What I see in these photographs is the calm, quiet, untroubled suburban order that would have been in place in the moments prior to the total and utter devastation that was visited upon the houses in them, without warning, in those last few months of the war. For these people and places, the war was almost over. They had got through a marathon of endurance and survival. The Luftwaffe had long been smashed and the idea of it reaching them now was not in the running. And yet, while we are looking at these scenes, a missile launch crew somewhere in a Dutch forest have just unleashed something that will deliver all this to eternity. And in 3 minutes time this eternity will pick it’s companions and it will be arbitrary. This is how it was then and this is how it is now.
To see more of this project please visit my website www.chrisfloyd.com
This is from a series I have been working on of English houses that were hit by German V2 rockets during the final months of the Second World War. They were ordinary, boring places then and they’re ordinary boring places now. By a fate of trajectory these places were selected to be the recipients of the most advanced and sophisticated scientific technology of the time. The final rocket struck at 4.54pm on 27th March 1945 and killed Ivy Mildred Millichamp, a 34 year old married woman who was making a cup of tea in the kitchen of her house at 88 Kynaston Road, Orpington, Kent.

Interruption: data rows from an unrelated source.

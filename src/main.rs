use credit_segment::api::run;

#[tokio::main]
async fn main() {
    if let Err(err) = run().await {
        eprintln!("application error: {err}");
        std::process::exit(1);
    }
}
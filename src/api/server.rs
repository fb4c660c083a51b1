use crate::api::cli::ServeArgs;
use crate::api::infra::{bootstrap, load_context, AppState};
use crate::api::routes::with_segmentation_routes;
use crate::error::AppError;
use axum::Extension;
use axum_prometheus::PrometheusMetricLayer;
use std::path::PathBuf;
use std::sync::atomic::{AtomicBool, Ordering};
use std::sync::Arc;
use tracing::info;

pub(crate) async fn run(mut args: ServeArgs, dataset: Option<PathBuf>) -> Result<(), AppError> {
    let mut config = bootstrap(dataset)?;

    if let Some(host) = args.host.take() {
        config.server.host = host;
    }
    if let Some(port) = args.port.take() {
        config.server.port = port;
    }

    let context = Arc::new(load_context(&config.model)?);

    let (prometheus_layer, prometheus_handle) = PrometheusMetricLayer::pair();
    let readiness_flag = Arc::new(AtomicBool::new(false));
    let app_state = AppState {
        readiness: readiness_flag.clone(),
        metrics: Arc::new(prometheus_handle),
    };

    let app = with_segmentation_routes(context)
        .layer(Extension(app_state))
        .layer(prometheus_layer);

    let addr = config.server.socket_addr()?;
    let listener = tokio::net::TcpListener::bind(addr).await?;
    readiness_flag.store(true, Ordering::Release);

    info!(?config.environment, %addr, "credit segmentation service ready");

    axum::serve(listener, app).await?;
    Ok(())
}
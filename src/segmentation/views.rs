use chrono::{DateTime, Utc};
use serde::Serialize;

use super::context::SegmentationContext;
use super::encoding::ApplicantRecord;
use super::scoring::{Recommendation, RiskLevel, ScoreResult};

/// Prediction payload returned to API callers.
#[derive(Debug, Clone, Serialize)]
pub struct PredictionView {
    pub cluster_id: usize,
    pub distance_to_centroid: f64,
    pub default_rate: f64,
    pub approval_rate: f64,
    pub cluster_size: usize,
    pub recommendation: Recommendation,
    pub risk_level: RiskLevel,
    pub color: &'static str,
    pub confidence: f64,
}

impl From<&ScoreResult> for PredictionView {
    fn from(result: &ScoreResult) -> Self {
        Self {
            cluster_id: result.cluster_id,
            distance_to_centroid: result.distance,
            default_rate: result.default_rate,
            approval_rate: result.approval_rate,
            cluster_size: result.cluster_size,
            recommendation: result.recommendation,
            risk_level: result.risk_level,
            color: result.risk_level.color(),
            confidence: result.confidence,
        }
    }
}

#[derive(Debug, Clone, Serialize)]
pub struct PredictionResponse {
    pub prediction: PredictionView,
    pub input: ApplicantRecord,
}

#[derive(Debug, Clone, PartialEq, Serialize)]
pub struct ClusterSummaryView {
    pub id: usize,
    pub default_rate: f64,
    pub approval_rate: f64,
    pub size: usize,
    pub percentage: f64,
}

/// Overview of every segment plus model metadata.
#[derive(Debug, Clone, Serialize)]
pub struct ClusterOverview {
    pub clusters: Vec<ClusterSummaryView>,
    pub total_records: usize,
    pub encoded_columns: usize,
    pub initialized_at: DateTime<Utc>,
}

impl ClusterOverview {
    pub fn from_context(context: &SegmentationContext) -> Self {
        let statistics = context.statistics();
        let clusters = statistics
            .iter()
            .map(|profile| ClusterSummaryView {
                id: profile.cluster_id,
                default_rate: profile.default_rate,
                approval_rate: profile.approval_rate,
                size: profile.size,
                percentage: statistics.percentage(profile),
            })
            .collect();

        Self {
            clusters,
            total_records: statistics.total_records(),
            encoded_columns: context.schema().width(),
            initialized_at: context.initialized_at(),
        }
    }
}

The ‘V’ in V2 refers to the German word for Vengeance – vergeltungswaffe. Hitler believed that this weapon would be the miracle that would save Germany from defeat and that the destructive impact of the V2 would cause such a collapse in morale that the allies would be forced into a retreat.
There is something sordid, pathetic and poetic in the fact that this technologically superior weapon, with 2,200lbs of explosive on board, arriving at 3,000mph via the Earth’s upper atmosphere, only 3 minutes after it’s launch from Holland, managed to kill a solitary unarmed woman in the kitchen of a bungalow in a suburb of London at teatime. Of the other 1401 V2′s aimed at London there were incidents of hundreds of deaths at a time but in this final throw of the dice the futility of the meisterwerk is laid bare.
Wernher von Braun, the inventor of the V2 was captured by the Americans as Berlin crumbled at the end of the war. He went on to become a director of NASA and was the chief architect of the Saturn V rocket that propelled the first astronauts to the moon.